__Problem description__
Consider the entries given below. Count the lines that include "Descending" and give only the count.

__Given information__
● ● ●

//! Composable query values.
//!
//! Nothing here executes anything: builders only assemble a tree that a
//! [`Driver`](crate::Driver) evaluates.

use rowscope_document::{ColumnPath, Document};

/// Identifies a table within a database.
#[derive(Debug, Clone, PartialEq, Eq, Hash)]
pub struct TableId {
    pub db: String,
    pub table: String,
}

impl TableId {
    pub fn new(db: impl Into<String>, table: impl Into<String>) -> TableId {
        TableId {
            db: db.into(),
            table: table.into(),
        }
    }
}

impl std::fmt::Display for TableId {
    fn fmt(&self, f: &mut std::fmt::Formatter<'_>) -> std::fmt::Result {
        write!(f, "{}.{}", self.db, self.table)
    }
}

#[derive(Debug, Clone, Copy, PartialEq, Eq, Hash, Default)]
pub enum Direction {
    #[default]
    Ascending,
    Descending,
}

impl Direction {
    pub fn reverse(self) -> Direction {
        match self {
            Direction::Ascending => Direction::Descending,
            Direction::Descending => Direction::Ascending,
        }
    }
}

/// One end of a key range. `MinVal`/`MaxVal` are the store's extrema, below
/// and above every document.
#[derive(Debug, Clone, PartialEq)]
pub enum Key {
    MinVal,
    Value(Document),
    MaxVal,
}

#[derive(Debug, Clone, Copy, PartialEq, Eq)]
pub enum BoundKind {
    Open,
    Closed,
}

#[derive(Debug, Clone, PartialEq)]
pub struct KeyRange {
    pub lower: Key,
    pub lower_bound: BoundKind,
    pub upper: Key,
    pub upper_bound: BoundKind,
}

impl KeyRange {
    /// The range covering every indexed key.
    pub fn all() -> KeyRange {
        KeyRange {
            lower: Key::MinVal,
            lower_bound: BoundKind::Closed,
            upper: Key::MaxVal,
            upper_bound: BoundKind::Open,
        }
    }

    /// Keys from `key` upward.
    pub fn starting_at(key: Document, bound: BoundKind) -> KeyRange {
        KeyRange {
            lower: Key::Value(key),
            lower_bound: bound,
            upper: Key::MaxVal,
            upper_bound: BoundKind::Open,
        }
    }

    /// Keys from the bottom up to `key`.
    pub fn ending_at(key: Document, bound: BoundKind) -> KeyRange {
        KeyRange {
            lower: Key::MinVal,
            lower_bound: BoundKind::Closed,
            upper: Key::Value(key),
            upper_bound: bound,
        }
    }
}

#[derive(Debug, Clone, Copy, PartialEq, Eq)]
pub enum CompareOp {
    Eq,
    Lt,
    Le,
    Gt,
    Ge,
}

/// A row-level expression.
#[derive(Debug, Clone, PartialEq)]
pub enum Expr {
    /// The row being evaluated.
    Row,
    Literal(Document),
    MinVal,
    MaxVal,
    Field {
        target: Box<Expr>,
        name: String,
    },
    /// Evaluates `expr`, falling back to `fallback` when it is null or raises
    /// a non-existence error.
    Default {
        expr: Box<Expr>,
        fallback: Box<Expr>,
    },
    Branch {
        condition: Box<Expr>,
        then: Box<Expr>,
        otherwise: Box<Expr>,
    },
    IsObject(Box<Expr>),
    /// `true` if every field along `path` exists with a non-null value.
    HasFields {
        target: Box<Expr>,
        path: ColumnPath,
    },
    Not(Box<Expr>),
    Compare {
        op: CompareOp,
        left: Box<Expr>,
        right: Box<Expr>,
    },
}

impl Expr {
    pub fn row() -> Expr {
        Expr::Row
    }

    pub fn literal(value: impl Into<Document>) -> Expr {
        Expr::Literal(value.into())
    }

    pub fn field(self, name: impl Into<String>) -> Expr {
        Expr::Field {
            target: Box::new(self),
            name: name.into(),
        }
    }

    pub fn default(self, fallback: Expr) -> Expr {
        Expr::Default {
            expr: Box::new(self),
            fallback: Box::new(fallback),
        }
    }

    pub fn branch(condition: Expr, then: Expr, otherwise: Expr) -> Expr {
        Expr::Branch {
            condition: Box::new(condition),
            then: Box::new(then),
            otherwise: Box::new(otherwise),
        }
    }

    pub fn is_object(self) -> Expr {
        Expr::IsObject(Box::new(self))
    }

    pub fn has_fields(self, path: ColumnPath) -> Expr {
        Expr::HasFields {
            target: Box::new(self),
            path,
        }
    }

    pub fn not(self) -> Expr {
        Expr::Not(Box::new(self))
    }

    pub fn compare(self, op: CompareOp, other: Expr) -> Expr {
        Expr::Compare {
            op,
            left: Box::new(self),
            right: Box::new(other),
        }
    }

    /// Reads `path` from the row, yielding `fallback` wherever the path is
    /// absent, null, or crosses a value that is not an object.
    pub fn field_or(path: &ColumnPath, fallback: Expr) -> Expr {
        path.fields().iter().fold(Expr::Row, |value, name| {
            Expr::branch(
                value.clone().is_object(),
                value.field(name.as_str()).default(fallback.clone()),
                fallback.clone(),
            )
        })
    }
}

/// How an `OrderBy` sorts its input.
#[derive(Debug, Clone, PartialEq)]
pub enum OrderKey {
    /// By an index (the primary key's name designates the primary index).
    Index(String),
    /// By a computed expression.
    Expr(Expr),
}

#[derive(Debug, Clone, PartialEq)]
pub enum Query {
    /// All rows of a table.
    Table(TableId),
    /// Rows whose index key lies in `range`. `index: None` scans the primary
    /// key.
    Between {
        source: Box<Query>,
        range: KeyRange,
        index: Option<String>,
    },
    OrderBy {
        source: Box<Query>,
        key: OrderKey,
        direction: Direction,
    },
    Filter {
        source: Box<Query>,
        predicate: Expr,
    },
    /// A single document looked up by primary key.
    Get { table: TableId, key: Document },
}

impl Query {
    pub fn table(table: TableId) -> Query {
        Query::Table(table)
    }

    pub fn get(table: TableId, key: Document) -> Query {
        Query::Get { table, key }
    }

    pub fn between(self, range: KeyRange, index: Option<String>) -> Query {
        Query::Between {
            source: Box::new(self),
            range,
            index,
        }
    }

    pub fn order_by(self, key: OrderKey, direction: Direction) -> Query {
        Query::OrderBy {
            source: Box::new(self),
            key,
            direction,
        }
    }

    pub fn filter(self, predicate: Expr) -> Query {
        Query::Filter {
            source: Box::new(self),
            predicate,
        }
    }

    /// The table this query ultimately reads from.
    pub fn table_id(&self) -> &TableId {
        match self {
            Query::Table(table) | Query::Get { table, .. } => table,
            Query::Between { source, .. }
            | Query::OrderBy { source, .. }
            | Query::Filter { source, .. } => source.table_id(),
        }
    }
}
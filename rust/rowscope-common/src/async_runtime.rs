//! Task spawning abstraction for the single-threaded load pipeline.
//!
//! Loads run as `!Send` futures on a local executor: every row source and
//! loader lives on one thread and shares state through `Rc<RefCell<..>>`.
//! Any executor implementing [`LocalSpawn`] can host them, e.g.
//! `futures::executor::LocalPool` (tests, command-line tools) or an adapter
//! around `tokio::task::spawn_local`.

use std::{future::Future, rc::Rc};

use futures::task::{LocalSpawn, LocalSpawnExt};

use crate::{Result, error::Error};

/// Cheaply clonable handle used to spawn local tasks.
#[derive(Clone)]
pub struct LocalScheduler(Rc<dyn LocalSpawn>);

impl LocalScheduler {
    pub fn new(spawner: impl LocalSpawn + 'static) -> LocalScheduler {
        LocalScheduler(Rc::new(spawner))
    }

    /// Spawns `future` on the local executor.
    ///
    /// The future never runs synchronously inside this call; it is polled on a
    /// later turn of the executor.
    pub fn spawn<F>(&self, future: F) -> Result<()>
    where
        F: Future<Output = ()> + 'static,
    {
        self.0
            .as_ref()
            .spawn_local(future)
            .map_err(|e| Error::spawn("local executor", e))
    }
}

impl std::fmt::Debug for LocalScheduler {
    fn fmt(&self, f: &mut std::fmt::Formatter<'_>) -> std::fmt::Result {
        f.debug_struct("LocalScheduler").finish_non_exhaustive()
    }
}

● ● ●

__Answer section__
3